For suggestions on helpful or often used grammar points feel free to list them here:

  • 例 - example

Additional resources

5 Likes

It’s now a wiki!

8 Likes
Math 1.1

Just trying to watch more Japanese content. First few videos are short and seem reasonable.
1.1 was a a little fast but that’s okay.
I instantly forgot everything after watching but I did recognize a few terms like さん and わる
Kind of cool to have math explained in another language.
I’d like to watch the first few videos.

math 1.2

Pretty easy enough.
I’ll remember than comma can also mean decimal

3 Likes

Awesome. Thanks for sharing and welcome to this book club :slight_smile: Hopefully some of the terms introduced in the videos will pop up in the Wikipedia articles as well to help us to internalize them :crossed_fingers:

And it looks like the Crabigator is preparing me for this book club as well… this is one of my newest items on WK:
division

Thank you so much :yellow_heart:

5 Likes

I like the idea of following along with youtube videos, especially as the content sounds appropriate enough to watch at work during lunch or a break.
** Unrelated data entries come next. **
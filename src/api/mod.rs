//! API module
//!
//! HTTP API endpoints and middleware.

pub mod middleware;
pub mod routes;

use std::sync::Arc;

use axum::{middleware as axum_middleware, routing::get, Router};
use tower::ServiceBuilder;
use tower_http::request_id::{MakeRequestUuid, PropagateRequestIdLayer, SetRequestIdLayer};
use tower_http::trace::TraceLayer;

use crate::service::LedgerService;
use crate::store::LedgerRepository;

pub use routes::create_router;

/// Build the application router
pub fn build_router<S: LedgerRepository>(service: Arc<LedgerService<S>>) -> Router {
    let api_routes = create_router::<S>()
        .layer(axum_middleware::from_fn(middleware::logging_middleware));

    Router::new()
        .route("/health", get(health_check))
        .nest("/v1", api_routes)
        // Request id is assigned before tracing so spans and logs carry it
        .layer(
            ServiceBuilder::new()
                .layer(SetRequestIdLayer::x_request_id(MakeRequestUuid))
                .layer(TraceLayer::new_for_http())
                .layer(PropagateRequestIdLayer::x_request_id()),
        )
        .with_state(service)
}

/// Health check endpoint
async fn health_check() -> &'static str {
    "OK"
}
The Wikipedia articles look horrendously long and not language learner friendly (although that’s most of Wikipedia), so if sections from the articles aren’t picked, I may only follow the discussion and not directly read them. If only some sections are picked, I’m sure the people who want to read the whole article will do so anyway and comment in the thread too.

Also, regarding the start time, I wonder how many current members of the book club are taking the JLPT? Personally, I’m devoting my non social free time to that, so I’ll probably join about a week late.

3 Likes

Thanks for sharing. Yes, the poll is quite balanced with some people interested in reading the full articles and some in splitting / reading only parts of it. That’s why ~ so far ~ I favor to recommend some sections for those who do not want to read the full articles instead of splitting it in multiple weeks. As you pointed out, with this strategy those who want to read the full article can do this as well.

As for myself, the articles are a little bit above my level so I will only read parts of the Wikipedia articles. …and I’ll try to find those that utilizes some of the terms we’ve encountered in the video clips from the mentioned YouTube series :slight_smile:

That’s a very good point. I’ll take the mock test during the upcoming community event but I totally understand that those who are going for the actual certificate will be super focused the days before the test… and probably want a little bit of rest afterwards :sweat_smile:

Would be cool to have you joining us once you fell ready for new adventures after the JLPT.

4 Likes
math 1.3

Not really sure why I watched this
but I did. I have zero interest in math.
Well actually I’m trying to get off of English content and I don’t really know what to watch yet. Math videos can’t hurt. It all counts.

1 Like

Is someone going to maintain this like a regular book club, with polls and reminders at the start of the week?

1 Like

Thanks for checking-in. Yes, during コンピュータの秘密 book club I was usually checking-in with my own questions / thoughts at the end of the week ~ or beginning of next week depending on RL situation. But of course everyone can join in for the discussion at any time :slight_smile:

We didn’t do any additional polls during the other book club but I am planning to do one after week two to see how reading the first Wikipedia article went for everyone.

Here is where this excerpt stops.